The anticipated establishment and spread of this pathogen on weed populations in India has not yet been realised. However, further releases of the rust have been made in Papua New Guinea (PNG) and Fiji under an ACIAR (Australian Centre for International Agricultural Research) funded project, lead by Mike Day from DEEDI (Department of Employment, Economic Development and Innovation), Queensland. Mike reported on this work at the recently held 8th IOBC International Workshop on Biological Control and Management of Chromolaena odorata and Other Eupatorieae, at ICRAF (World Agroforestry Centre), Nairobi, Kenya, from 1-5 November 2010. In PNG the rust has been released in over 450 sites in 15 provinces and currently has established at nearly 70 sites in four provinces. The rust has spread naturally over 7km in 13 months at some sites, and is having a significant impact on the growth and density of the weed. Scientist Warea Orapa, of the South Pacific Commission, who is leading the work in Fiji, told me that the rust has been released at 80 sites on four of the main islands (Viti Levu, Vanua Levu, Taveuni and Ovalau) and has established at 20 sites. Mike and his colleagues are currently preparing a paper on the biology, field release and impact of the rust; which I am keenly awaiting.

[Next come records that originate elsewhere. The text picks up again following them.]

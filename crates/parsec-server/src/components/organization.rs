//! Organization registry: creation, bootstrap, configuration updates.

use std::sync::Arc;

use parsec_crypto::ed25519::VerifyKey;
use parsec_types::{
    ActiveUsersLimit, BootstrapToken, CertificateSigner, DateTime, DeviceCertificate,
    OrganizationID, SequesterAuthorityCertificate, UserCertificate, UserProfile,
};

use crate::ballpark::{check_ballpark, TimestampOutOfBallpark};
use crate::config::{AllowedClientAgent, ServerConfig};
use crate::datamodel::{
    Datamodel, MemoryDevice, MemoryUser, OrganizationStore, SequesterAuthority,
    StoredCertificate, TopicLastTimestamps, Tos,
};
use crate::events::{Event, EventBus};

#[derive(Debug, thiserror::Error)]
pub enum OrganizationCreateError {
    #[error("organization already exists")]
    AlreadyExists,
}

#[derive(Debug, thiserror::Error)]
pub enum OrganizationBootstrapError {
    #[error("organization not found")]
    OrganizationNotFound,
    #[error("organization expired")]
    OrganizationExpired,
    #[error("invalid bootstrap token")]
    InvalidBootstrapToken,
    #[error("organization already bootstrapped")]
    AlreadyBootstrapped,
    #[error("invalid certificate")]
    InvalidCertificate,
    #[error(transparent)]
    TimestampOutOfBallpark(#[from] TimestampOutOfBallpark),
}

#[derive(Debug, thiserror::Error)]
pub enum OrganizationUpdateError {
    #[error("organization not found")]
    OrganizationNotFound,
}

/// Fields of `organization_update`; `None` leaves the field untouched.
#[derive(Debug, Default, Clone)]
pub struct OrganizationUpdate {
    pub is_expired: Option<bool>,
    pub active_users_limit: Option<ActiveUsersLimit>,
    pub user_profile_outsider_allowed: Option<bool>,
    pub allowed_client_agent: Option<AllowedClientAgent>,
    /// Locale to URL; `Some(empty)` removes the TOS entirely.
    pub tos: Option<std::collections::HashMap<String, String>>,
}

pub struct OrganizationComponent {
    datamodel: Arc<Datamodel>,
    event_bus: EventBus,
    config: Arc<ServerConfig>,
}

impl OrganizationComponent {
    pub fn new(datamodel: Arc<Datamodel>, event_bus: EventBus, config: Arc<ServerConfig>) -> Self {
        Self {
            datamodel,
            event_bus,
            config,
        }
    }

    /// Register a new organization and return its bootstrap token.
    pub async fn create(
        &self,
        organization_id: OrganizationID,
        now: DateTime,
        active_users_limit: Option<ActiveUsersLimit>,
        user_profile_outsider_allowed: Option<bool>,
        allowed_client_agent: Option<AllowedClientAgent>,
    ) -> Result<BootstrapToken, OrganizationCreateError> {
        let bootstrap_token = BootstrapToken::generate();
        let store = OrganizationStore::new(
            organization_id.clone(),
            Some(bootstrap_token),
            now,
            active_users_limit.unwrap_or_else(|| self.config.default_active_users_limit()),
            user_profile_outsider_allowed
                .unwrap_or(self.config.organization.user_profile_outsider_allowed),
            allowed_client_agent.unwrap_or(self.config.organization.allowed_client_agent),
        );
        if !self.datamodel.insert_organization(store).await {
            return Err(OrganizationCreateError::AlreadyExists);
        }
        tracing::info!(organization = %organization_id, "organization created");
        Ok(bootstrap_token)
    }

    /// Install the root verify key and the first admin user/device.
    #[allow(clippy::too_many_arguments)]
    pub async fn bootstrap(
        &self,
        organization_id: &OrganizationID,
        now: DateTime,
        bootstrap_token: Option<BootstrapToken>,
        root_verify_key: VerifyKey,
        user_certificate: &[u8],
        device_certificate: &[u8],
        redacted_user_certificate: &[u8],
        redacted_device_certificate: &[u8],
        sequester_authority_certificate: Option<&[u8]>,
    ) -> Result<(), OrganizationBootstrapError> {
        let org = self
            .datamodel
            .organization(organization_id)
            .await
            .ok_or(OrganizationBootstrapError::OrganizationNotFound)?;
        let mut store = org.lock().await;

        if store.is_expired {
            return Err(OrganizationBootstrapError::OrganizationExpired);
        }
        if store.is_bootstrapped() {
            return Err(OrganizationBootstrapError::AlreadyBootstrapped);
        }
        if store.bootstrap_token != bootstrap_token {
            return Err(OrganizationBootstrapError::InvalidBootstrapToken);
        }

        let user = UserCertificate::verify_and_load(
            user_certificate,
            &root_verify_key,
            CertificateSigner::Root,
            None,
        )
        .map_err(|_| OrganizationBootstrapError::InvalidCertificate)?;
        let device = DeviceCertificate::verify_and_load(
            device_certificate,
            &root_verify_key,
            CertificateSigner::Root,
            None,
        )
        .map_err(|_| OrganizationBootstrapError::InvalidCertificate)?;

        // The first user administrates the organization
        if user.profile != UserProfile::Admin {
            return Err(OrganizationBootstrapError::InvalidCertificate);
        }
        if device.user_id != user.user_id {
            return Err(OrganizationBootstrapError::InvalidCertificate);
        }
        if user.timestamp != device.timestamp {
            return Err(OrganizationBootstrapError::InvalidCertificate);
        }
        let timestamp = user.timestamp;
        check_ballpark(timestamp, now, &self.config.ballpark)?;

        // Redacted twins must be the real certificates stripped of their
        // private fields
        let redacted_user = UserCertificate::verify_and_load(
            redacted_user_certificate,
            &root_verify_key,
            CertificateSigner::Root,
            Some(user.user_id),
        )
        .map_err(|_| OrganizationBootstrapError::InvalidCertificate)?;
        if redacted_user != user.clone().into_redacted() {
            return Err(OrganizationBootstrapError::InvalidCertificate);
        }
        let redacted_device = DeviceCertificate::verify_and_load(
            redacted_device_certificate,
            &root_verify_key,
            CertificateSigner::Root,
            Some(device.device_id),
        )
        .map_err(|_| OrganizationBootstrapError::InvalidCertificate)?;
        if redacted_device != device.clone().into_redacted() {
            return Err(OrganizationBootstrapError::InvalidCertificate);
        }

        let sequester_authority = match sequester_authority_certificate {
            Some(signed) => {
                let authority =
                    SequesterAuthorityCertificate::verify_and_load(signed, &root_verify_key)
                        .map_err(|_| OrganizationBootstrapError::InvalidCertificate)?;
                if authority.timestamp != timestamp {
                    return Err(OrganizationBootstrapError::InvalidCertificate);
                }
                Some(SequesterAuthority {
                    certificate: signed.to_vec(),
                    verify_key: authority.verify_key,
                })
            }
            None => None,
        };

        let user_id = user.user_id;
        store.users.insert(
            user_id,
            MemoryUser {
                cooked: user,
                user_certificate: user_certificate.to_vec(),
                redacted_user_certificate: redacted_user_certificate.to_vec(),
                profile_updates: Vec::new(),
                is_frozen: false,
                revoked: None,
                tos_accepted_on: None,
            },
        );
        store.devices.insert(
            device.device_id,
            MemoryDevice {
                cooked: device,
                device_certificate: device_certificate.to_vec(),
                redacted_device_certificate: redacted_device_certificate.to_vec(),
            },
        );
        store.common_certificates.push(StoredCertificate::with_redacted(
            timestamp,
            user_certificate.to_vec(),
            redacted_user_certificate.to_vec(),
        ));
        store.common_certificates.push(StoredCertificate::with_redacted(
            timestamp,
            device_certificate.to_vec(),
            redacted_device_certificate.to_vec(),
        ));
        store.last_common_timestamp = Some(timestamp);
        if let Some(authority) = sequester_authority {
            store
                .sequester_certificates
                .push(StoredCertificate::new(timestamp, authority.certificate.clone()));
            store.last_sequester_timestamp = Some(timestamp);
            store.sequester_authority = Some(authority);
        }
        store.root_verify_key = Some(root_verify_key);
        store.bootstrapped_on = Some(now);

        tracing::info!(organization = %organization_id, user = %user_id, "organization bootstrapped");
        self.event_bus
            .emit(organization_id, Event::CommonCertificate { timestamp });
        Ok(())
    }

    pub async fn update(
        &self,
        organization_id: &OrganizationID,
        now: DateTime,
        update: OrganizationUpdate,
    ) -> Result<(), OrganizationUpdateError> {
        let org = self
            .datamodel
            .organization(organization_id)
            .await
            .ok_or(OrganizationUpdateError::OrganizationNotFound)?;
        let mut store = org.lock().await;

        if let Some(is_expired) = update.is_expired {
            store.is_expired = is_expired;
        }
        if let Some(limit) = update.active_users_limit {
            store.active_users_limit = limit;
        }
        if let Some(allowed) = update.user_profile_outsider_allowed {
            store.user_profile_outsider_allowed = allowed;
        }
        if let Some(agent) = update.allowed_client_agent {
            store.allowed_client_agent = agent;
        }
        if let Some(per_locale_urls) = update.tos {
            // Any TOS change forces every user to re-accept
            store.tos = if per_locale_urls.is_empty() {
                None
            } else {
                Some(Tos {
                    updated_on: now,
                    per_locale_urls,
                })
            };
        }
        tracing::info!(organization = %organization_id, "organization updated");
        Ok(())
    }

    /// Per-topic last timestamps, used by clients and tests to compute the
    /// next valid certificate timestamp.
    pub async fn dump_topics(
        &self,
        organization_id: &OrganizationID,
    ) -> Option<TopicLastTimestamps> {
        let org = self.datamodel.organization(organization_id).await?;
        let store = org.lock().await;
        Some(store.per_topic_last_timestamps())
    }
}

Rust appears to be mainly establishing in the wetter area. Perhaps in time, it may be worth considering other isolates of the rust in South America that may be more tolerant of dryer conditions. In addition, other biocontrol agents, both arthropod and fungal may be further evaluated. Mikania continues to be a serious weed, and these initial results in PNG suggest that biological control offers a safe and effective control method: helping farmers – without any cost to them – and the environment without any ‘collateral’ damage to other vegetation.